Check the records below line by line for the string "domain". Give the number of lines that contain it and nothing else.

**********

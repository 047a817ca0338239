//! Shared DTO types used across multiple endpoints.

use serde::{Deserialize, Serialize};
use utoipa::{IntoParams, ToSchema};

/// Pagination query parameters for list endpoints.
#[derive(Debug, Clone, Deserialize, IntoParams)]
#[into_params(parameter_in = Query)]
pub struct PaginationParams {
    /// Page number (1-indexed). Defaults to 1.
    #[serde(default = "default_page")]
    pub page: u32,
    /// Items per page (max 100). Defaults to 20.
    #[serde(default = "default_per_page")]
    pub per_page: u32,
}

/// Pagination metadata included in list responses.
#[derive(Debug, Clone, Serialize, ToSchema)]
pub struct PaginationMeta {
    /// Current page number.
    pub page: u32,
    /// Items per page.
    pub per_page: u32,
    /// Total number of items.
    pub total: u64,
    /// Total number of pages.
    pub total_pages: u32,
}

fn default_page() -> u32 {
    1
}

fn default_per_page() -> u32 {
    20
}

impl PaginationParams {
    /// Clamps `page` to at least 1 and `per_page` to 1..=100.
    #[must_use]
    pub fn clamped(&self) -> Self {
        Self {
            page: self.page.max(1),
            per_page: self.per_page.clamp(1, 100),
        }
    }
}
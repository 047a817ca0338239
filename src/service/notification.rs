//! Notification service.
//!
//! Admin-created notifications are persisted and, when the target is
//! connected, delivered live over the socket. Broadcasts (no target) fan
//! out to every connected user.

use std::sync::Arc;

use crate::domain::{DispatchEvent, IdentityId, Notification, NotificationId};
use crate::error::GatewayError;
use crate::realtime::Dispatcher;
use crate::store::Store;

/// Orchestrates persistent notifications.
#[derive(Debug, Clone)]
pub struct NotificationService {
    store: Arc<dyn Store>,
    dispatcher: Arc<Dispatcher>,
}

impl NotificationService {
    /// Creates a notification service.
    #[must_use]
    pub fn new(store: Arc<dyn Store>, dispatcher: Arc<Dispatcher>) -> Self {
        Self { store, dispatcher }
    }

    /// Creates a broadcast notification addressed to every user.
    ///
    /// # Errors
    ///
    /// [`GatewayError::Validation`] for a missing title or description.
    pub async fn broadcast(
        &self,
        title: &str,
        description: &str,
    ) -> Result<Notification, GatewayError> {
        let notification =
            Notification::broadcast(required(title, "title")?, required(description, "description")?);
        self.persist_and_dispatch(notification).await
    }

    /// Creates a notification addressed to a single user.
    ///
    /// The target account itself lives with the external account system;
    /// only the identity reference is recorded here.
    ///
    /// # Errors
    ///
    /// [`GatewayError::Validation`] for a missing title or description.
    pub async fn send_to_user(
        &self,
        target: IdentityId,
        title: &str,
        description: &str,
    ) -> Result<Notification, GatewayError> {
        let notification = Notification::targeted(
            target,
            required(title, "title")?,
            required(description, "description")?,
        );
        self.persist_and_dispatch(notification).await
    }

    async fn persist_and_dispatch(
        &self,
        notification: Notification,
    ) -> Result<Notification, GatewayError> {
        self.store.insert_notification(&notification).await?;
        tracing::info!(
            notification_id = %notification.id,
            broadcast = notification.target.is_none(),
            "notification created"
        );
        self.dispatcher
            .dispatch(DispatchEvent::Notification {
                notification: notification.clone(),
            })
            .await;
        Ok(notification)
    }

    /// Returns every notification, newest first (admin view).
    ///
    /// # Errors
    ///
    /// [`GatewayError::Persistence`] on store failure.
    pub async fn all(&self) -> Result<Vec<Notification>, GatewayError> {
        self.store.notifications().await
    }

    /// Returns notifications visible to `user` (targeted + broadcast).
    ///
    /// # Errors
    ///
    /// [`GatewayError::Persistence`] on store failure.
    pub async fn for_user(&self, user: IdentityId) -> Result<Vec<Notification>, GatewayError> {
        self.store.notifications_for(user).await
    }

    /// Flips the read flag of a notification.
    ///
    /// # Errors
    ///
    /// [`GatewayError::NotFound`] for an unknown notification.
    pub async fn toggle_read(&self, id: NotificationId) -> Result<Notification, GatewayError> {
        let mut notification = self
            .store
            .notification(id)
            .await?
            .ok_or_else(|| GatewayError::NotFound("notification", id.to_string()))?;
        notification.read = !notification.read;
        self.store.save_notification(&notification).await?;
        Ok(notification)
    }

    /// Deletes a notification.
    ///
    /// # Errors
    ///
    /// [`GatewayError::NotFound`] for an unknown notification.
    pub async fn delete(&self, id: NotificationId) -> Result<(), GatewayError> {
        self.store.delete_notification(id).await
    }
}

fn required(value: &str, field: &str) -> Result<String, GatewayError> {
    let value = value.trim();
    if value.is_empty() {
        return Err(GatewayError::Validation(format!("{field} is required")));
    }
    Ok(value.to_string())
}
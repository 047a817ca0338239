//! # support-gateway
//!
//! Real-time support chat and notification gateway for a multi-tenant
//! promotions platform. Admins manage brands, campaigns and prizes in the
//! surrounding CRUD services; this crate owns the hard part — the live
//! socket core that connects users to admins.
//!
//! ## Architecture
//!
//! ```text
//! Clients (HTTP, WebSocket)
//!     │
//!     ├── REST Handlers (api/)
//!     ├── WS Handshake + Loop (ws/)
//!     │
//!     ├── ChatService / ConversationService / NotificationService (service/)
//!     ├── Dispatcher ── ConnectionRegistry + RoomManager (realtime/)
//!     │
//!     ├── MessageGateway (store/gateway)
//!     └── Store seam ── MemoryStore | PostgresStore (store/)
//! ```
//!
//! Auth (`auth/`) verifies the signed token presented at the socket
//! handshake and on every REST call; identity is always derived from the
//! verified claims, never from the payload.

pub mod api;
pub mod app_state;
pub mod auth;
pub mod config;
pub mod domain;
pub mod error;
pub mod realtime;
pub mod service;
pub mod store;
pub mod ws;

**********

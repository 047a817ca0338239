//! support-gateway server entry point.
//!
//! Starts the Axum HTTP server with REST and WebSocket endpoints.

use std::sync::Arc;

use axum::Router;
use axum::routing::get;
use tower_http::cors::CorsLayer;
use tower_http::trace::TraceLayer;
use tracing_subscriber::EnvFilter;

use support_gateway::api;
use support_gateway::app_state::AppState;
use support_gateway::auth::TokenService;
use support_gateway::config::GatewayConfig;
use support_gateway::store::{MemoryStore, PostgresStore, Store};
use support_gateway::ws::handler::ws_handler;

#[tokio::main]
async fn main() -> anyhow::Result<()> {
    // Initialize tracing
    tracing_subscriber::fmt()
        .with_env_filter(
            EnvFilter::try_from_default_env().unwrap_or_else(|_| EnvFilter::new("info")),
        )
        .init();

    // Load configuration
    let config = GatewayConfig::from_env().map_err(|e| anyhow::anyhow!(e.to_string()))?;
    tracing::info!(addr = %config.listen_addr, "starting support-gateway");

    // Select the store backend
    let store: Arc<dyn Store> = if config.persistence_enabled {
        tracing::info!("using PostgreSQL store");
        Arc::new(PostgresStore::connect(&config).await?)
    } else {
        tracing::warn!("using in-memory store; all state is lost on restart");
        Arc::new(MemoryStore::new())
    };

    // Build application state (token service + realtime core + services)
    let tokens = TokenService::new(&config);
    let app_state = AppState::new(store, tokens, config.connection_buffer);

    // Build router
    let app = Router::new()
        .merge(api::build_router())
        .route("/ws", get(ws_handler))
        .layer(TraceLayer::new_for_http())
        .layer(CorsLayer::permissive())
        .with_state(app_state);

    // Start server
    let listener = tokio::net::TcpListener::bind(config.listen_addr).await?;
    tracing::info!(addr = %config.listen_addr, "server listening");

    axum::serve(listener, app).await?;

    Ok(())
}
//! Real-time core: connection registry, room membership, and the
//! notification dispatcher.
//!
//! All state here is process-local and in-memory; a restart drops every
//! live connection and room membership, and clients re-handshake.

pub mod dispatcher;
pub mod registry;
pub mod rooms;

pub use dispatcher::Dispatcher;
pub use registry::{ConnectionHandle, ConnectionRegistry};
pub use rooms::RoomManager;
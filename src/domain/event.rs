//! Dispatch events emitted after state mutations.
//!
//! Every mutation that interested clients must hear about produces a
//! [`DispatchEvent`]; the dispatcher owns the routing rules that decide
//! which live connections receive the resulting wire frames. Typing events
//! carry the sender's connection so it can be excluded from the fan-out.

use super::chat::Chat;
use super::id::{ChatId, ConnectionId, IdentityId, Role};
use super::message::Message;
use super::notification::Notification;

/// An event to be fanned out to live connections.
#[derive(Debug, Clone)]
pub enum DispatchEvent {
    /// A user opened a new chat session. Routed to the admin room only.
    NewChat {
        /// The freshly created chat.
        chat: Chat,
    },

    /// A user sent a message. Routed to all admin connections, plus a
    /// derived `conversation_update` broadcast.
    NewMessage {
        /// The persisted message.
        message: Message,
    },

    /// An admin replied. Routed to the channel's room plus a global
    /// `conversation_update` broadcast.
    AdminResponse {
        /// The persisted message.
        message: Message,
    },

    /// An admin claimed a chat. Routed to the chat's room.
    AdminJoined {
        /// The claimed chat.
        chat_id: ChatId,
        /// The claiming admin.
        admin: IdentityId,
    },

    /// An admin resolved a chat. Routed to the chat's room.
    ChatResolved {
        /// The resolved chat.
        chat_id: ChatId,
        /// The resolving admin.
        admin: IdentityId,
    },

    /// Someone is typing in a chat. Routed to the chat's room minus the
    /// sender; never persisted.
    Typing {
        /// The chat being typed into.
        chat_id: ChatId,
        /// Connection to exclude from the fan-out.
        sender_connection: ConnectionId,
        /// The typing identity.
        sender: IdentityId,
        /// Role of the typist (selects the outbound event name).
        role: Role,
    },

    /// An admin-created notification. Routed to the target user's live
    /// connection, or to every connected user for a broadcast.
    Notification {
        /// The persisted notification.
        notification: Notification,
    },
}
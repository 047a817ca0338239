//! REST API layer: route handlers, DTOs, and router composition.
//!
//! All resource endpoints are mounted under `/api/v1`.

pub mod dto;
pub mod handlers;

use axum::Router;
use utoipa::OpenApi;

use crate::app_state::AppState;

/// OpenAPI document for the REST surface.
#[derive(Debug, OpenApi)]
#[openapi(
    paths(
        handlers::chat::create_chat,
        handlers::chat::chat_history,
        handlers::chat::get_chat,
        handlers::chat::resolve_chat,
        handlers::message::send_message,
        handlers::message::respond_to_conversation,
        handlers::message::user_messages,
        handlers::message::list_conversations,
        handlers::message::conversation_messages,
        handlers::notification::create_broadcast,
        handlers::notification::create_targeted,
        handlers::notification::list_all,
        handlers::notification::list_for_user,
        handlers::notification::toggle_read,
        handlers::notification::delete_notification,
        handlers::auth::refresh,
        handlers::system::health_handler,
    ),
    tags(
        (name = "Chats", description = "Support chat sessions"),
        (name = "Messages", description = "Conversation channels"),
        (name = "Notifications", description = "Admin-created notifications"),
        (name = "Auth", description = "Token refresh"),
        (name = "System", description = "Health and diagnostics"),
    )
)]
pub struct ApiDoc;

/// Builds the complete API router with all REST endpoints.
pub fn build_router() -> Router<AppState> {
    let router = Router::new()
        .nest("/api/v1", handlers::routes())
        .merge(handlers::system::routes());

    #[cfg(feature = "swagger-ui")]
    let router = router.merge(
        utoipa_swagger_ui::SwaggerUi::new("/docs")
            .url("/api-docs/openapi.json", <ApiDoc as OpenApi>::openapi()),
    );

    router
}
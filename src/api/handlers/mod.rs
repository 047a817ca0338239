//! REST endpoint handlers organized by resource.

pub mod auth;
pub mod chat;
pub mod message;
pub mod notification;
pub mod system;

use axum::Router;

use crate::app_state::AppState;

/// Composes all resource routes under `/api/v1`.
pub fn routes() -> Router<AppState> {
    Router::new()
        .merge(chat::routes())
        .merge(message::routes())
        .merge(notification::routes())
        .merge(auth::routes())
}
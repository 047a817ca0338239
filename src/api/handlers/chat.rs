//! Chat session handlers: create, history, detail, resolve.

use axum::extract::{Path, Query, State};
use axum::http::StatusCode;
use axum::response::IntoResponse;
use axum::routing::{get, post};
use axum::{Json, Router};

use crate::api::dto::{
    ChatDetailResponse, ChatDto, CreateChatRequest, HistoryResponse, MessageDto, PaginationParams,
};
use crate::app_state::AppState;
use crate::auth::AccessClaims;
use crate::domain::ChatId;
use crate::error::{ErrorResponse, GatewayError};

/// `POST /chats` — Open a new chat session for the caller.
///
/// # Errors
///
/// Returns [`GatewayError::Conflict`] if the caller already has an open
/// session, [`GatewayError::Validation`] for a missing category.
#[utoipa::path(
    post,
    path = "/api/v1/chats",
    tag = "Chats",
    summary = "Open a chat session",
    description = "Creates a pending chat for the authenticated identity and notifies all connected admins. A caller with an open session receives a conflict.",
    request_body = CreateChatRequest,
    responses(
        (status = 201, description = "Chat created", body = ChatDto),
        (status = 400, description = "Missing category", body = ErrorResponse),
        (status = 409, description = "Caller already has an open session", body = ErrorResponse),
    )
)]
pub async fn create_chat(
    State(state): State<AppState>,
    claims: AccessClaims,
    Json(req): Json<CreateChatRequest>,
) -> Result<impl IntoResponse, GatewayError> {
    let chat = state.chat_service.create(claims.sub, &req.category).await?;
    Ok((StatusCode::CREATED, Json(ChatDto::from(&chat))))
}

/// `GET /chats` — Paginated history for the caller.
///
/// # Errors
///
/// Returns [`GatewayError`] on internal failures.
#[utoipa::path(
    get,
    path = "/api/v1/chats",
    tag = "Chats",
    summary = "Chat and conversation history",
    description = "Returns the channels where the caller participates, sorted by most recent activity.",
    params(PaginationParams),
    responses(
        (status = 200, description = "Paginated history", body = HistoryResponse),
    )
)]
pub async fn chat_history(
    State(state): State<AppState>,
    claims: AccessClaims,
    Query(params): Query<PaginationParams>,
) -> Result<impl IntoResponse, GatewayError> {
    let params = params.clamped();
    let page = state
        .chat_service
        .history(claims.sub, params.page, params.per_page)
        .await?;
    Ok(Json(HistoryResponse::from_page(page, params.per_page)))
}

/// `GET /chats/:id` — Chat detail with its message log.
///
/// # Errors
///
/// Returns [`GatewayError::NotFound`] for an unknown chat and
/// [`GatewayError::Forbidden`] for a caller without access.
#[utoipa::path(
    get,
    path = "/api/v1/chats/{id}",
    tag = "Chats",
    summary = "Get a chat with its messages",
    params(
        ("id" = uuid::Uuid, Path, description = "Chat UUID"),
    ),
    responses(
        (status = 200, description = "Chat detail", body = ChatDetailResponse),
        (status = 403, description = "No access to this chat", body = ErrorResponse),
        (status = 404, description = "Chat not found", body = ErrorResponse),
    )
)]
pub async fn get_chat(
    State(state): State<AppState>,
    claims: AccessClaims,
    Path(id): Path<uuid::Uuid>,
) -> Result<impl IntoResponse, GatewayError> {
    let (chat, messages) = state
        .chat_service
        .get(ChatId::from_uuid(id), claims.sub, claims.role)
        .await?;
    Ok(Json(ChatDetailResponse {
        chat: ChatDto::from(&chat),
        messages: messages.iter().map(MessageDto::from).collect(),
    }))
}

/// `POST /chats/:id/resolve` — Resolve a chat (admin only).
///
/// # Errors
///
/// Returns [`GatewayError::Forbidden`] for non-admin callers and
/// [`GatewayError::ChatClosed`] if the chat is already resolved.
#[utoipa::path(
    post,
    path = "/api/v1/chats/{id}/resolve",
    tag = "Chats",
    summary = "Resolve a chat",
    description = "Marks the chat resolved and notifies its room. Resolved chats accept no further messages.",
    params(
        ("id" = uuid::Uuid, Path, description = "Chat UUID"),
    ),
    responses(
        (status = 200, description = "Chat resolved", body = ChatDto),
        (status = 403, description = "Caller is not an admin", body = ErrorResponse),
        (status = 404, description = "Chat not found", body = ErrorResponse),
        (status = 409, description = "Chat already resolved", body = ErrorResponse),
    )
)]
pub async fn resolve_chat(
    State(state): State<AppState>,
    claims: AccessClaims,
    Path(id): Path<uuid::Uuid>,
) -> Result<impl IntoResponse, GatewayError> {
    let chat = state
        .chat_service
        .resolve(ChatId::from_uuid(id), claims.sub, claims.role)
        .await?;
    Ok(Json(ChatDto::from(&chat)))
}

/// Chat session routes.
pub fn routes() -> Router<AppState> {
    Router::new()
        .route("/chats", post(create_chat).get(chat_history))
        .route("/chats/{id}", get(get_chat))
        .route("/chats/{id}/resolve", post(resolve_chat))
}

**********

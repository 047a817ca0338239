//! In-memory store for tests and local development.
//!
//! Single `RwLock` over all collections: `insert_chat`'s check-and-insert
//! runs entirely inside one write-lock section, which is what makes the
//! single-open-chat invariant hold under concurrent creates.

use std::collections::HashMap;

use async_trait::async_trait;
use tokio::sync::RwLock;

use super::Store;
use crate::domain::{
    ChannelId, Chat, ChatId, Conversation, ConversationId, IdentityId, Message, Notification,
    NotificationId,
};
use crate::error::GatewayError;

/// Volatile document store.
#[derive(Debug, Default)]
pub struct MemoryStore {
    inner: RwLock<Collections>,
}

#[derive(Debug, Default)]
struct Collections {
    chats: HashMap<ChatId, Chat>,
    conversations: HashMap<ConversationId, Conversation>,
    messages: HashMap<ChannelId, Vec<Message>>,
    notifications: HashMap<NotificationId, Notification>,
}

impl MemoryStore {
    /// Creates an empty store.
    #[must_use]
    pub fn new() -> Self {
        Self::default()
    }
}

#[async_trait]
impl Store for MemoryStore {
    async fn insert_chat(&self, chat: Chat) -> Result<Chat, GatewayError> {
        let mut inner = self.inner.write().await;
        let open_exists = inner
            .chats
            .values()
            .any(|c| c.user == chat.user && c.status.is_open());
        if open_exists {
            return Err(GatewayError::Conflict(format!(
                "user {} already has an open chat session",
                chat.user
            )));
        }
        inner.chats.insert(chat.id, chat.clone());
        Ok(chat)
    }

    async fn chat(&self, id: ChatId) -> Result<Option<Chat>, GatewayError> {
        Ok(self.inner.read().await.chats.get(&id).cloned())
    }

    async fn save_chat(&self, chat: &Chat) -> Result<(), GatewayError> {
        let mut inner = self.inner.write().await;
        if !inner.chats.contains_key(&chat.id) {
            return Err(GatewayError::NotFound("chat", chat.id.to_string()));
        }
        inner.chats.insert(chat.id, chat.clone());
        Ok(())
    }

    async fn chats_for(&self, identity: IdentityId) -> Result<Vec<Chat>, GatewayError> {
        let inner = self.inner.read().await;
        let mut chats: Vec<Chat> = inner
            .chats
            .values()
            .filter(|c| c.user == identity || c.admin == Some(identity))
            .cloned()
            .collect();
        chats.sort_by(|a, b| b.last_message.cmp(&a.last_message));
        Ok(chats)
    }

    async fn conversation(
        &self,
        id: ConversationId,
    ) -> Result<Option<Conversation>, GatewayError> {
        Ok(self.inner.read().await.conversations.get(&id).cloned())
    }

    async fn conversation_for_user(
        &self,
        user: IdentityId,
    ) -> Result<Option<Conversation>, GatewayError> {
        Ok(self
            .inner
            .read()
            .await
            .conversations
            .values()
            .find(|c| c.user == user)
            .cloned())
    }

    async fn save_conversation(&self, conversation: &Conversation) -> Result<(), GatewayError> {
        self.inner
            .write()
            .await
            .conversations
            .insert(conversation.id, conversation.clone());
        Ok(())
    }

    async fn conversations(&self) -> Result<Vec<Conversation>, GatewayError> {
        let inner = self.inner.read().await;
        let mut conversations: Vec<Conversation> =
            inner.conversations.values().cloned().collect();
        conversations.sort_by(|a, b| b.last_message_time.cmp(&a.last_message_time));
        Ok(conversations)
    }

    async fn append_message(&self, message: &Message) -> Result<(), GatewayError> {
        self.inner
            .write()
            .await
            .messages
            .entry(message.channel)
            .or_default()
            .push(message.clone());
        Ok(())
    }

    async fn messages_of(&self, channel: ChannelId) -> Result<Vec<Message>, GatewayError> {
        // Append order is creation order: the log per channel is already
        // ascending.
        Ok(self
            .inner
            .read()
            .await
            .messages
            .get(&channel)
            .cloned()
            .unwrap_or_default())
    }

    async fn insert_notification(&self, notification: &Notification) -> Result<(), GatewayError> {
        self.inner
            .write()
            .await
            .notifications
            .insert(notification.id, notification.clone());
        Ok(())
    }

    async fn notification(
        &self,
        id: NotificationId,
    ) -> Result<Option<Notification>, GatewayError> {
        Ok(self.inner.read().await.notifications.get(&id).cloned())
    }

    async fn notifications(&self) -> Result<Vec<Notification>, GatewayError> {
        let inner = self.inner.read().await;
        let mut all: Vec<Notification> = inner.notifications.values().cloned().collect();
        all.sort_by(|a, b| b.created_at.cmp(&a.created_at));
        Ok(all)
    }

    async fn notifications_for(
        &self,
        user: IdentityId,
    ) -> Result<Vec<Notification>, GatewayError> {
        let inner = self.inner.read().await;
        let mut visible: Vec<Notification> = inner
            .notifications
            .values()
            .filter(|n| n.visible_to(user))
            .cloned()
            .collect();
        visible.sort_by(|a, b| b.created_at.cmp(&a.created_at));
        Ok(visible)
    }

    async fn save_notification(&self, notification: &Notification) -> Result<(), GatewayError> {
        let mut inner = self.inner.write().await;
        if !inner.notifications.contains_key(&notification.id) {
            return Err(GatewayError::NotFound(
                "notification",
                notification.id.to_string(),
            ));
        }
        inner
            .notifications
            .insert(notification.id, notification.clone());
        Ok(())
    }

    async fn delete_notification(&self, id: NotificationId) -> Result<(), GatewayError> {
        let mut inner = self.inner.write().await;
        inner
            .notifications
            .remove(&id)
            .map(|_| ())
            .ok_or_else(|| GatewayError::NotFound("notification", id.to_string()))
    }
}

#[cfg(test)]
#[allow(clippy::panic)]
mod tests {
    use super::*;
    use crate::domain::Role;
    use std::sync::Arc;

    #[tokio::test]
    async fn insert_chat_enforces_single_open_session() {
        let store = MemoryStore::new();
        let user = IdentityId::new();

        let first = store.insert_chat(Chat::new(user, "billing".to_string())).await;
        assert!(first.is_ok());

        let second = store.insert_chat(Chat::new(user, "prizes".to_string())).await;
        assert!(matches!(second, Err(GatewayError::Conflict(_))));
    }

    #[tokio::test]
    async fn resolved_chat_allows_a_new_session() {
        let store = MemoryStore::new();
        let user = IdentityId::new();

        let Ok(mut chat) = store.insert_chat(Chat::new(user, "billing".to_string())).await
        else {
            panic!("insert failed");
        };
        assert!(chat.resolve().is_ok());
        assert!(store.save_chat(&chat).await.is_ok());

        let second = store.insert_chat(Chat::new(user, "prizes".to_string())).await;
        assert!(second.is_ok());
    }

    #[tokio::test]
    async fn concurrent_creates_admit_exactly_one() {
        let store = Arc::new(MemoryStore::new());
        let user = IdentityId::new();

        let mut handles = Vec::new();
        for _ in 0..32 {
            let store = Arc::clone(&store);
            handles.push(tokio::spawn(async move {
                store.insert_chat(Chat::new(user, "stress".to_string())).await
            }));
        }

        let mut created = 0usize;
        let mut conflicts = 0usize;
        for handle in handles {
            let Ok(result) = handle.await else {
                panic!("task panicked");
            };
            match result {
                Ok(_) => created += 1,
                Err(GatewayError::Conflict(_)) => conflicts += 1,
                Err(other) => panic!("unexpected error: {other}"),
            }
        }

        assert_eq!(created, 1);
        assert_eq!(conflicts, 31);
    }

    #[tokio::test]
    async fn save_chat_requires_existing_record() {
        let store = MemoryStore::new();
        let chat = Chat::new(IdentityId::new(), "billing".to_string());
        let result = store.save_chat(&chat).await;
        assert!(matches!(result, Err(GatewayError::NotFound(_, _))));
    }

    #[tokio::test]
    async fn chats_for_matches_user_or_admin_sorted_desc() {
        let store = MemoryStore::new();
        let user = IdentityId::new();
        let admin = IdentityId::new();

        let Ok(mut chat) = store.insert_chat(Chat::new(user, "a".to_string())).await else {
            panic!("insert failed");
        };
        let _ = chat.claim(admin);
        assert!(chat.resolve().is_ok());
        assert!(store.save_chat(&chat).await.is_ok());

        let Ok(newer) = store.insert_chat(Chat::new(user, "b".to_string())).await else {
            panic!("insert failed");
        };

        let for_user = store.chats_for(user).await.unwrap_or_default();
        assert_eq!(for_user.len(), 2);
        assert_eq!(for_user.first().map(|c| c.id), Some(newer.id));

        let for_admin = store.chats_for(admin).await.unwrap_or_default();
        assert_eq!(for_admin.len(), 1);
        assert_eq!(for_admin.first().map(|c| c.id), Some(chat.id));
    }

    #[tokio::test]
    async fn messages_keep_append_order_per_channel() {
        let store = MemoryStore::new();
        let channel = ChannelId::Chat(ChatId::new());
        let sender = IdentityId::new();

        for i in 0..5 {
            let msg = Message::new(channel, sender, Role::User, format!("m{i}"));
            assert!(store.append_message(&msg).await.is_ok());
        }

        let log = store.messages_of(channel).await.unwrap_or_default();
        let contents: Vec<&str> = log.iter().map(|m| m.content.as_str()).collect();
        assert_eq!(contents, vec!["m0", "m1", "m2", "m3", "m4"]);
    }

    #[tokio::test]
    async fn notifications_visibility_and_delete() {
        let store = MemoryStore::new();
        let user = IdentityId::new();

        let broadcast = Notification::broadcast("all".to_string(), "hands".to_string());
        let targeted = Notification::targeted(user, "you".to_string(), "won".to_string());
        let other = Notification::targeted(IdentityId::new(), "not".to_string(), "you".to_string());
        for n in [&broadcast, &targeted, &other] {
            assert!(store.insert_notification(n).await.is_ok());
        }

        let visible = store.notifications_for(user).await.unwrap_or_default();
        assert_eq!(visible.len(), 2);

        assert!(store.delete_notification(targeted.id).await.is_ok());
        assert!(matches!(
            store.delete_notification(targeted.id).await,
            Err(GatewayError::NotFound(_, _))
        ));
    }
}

**********

COMPLETED EXERCISE =
6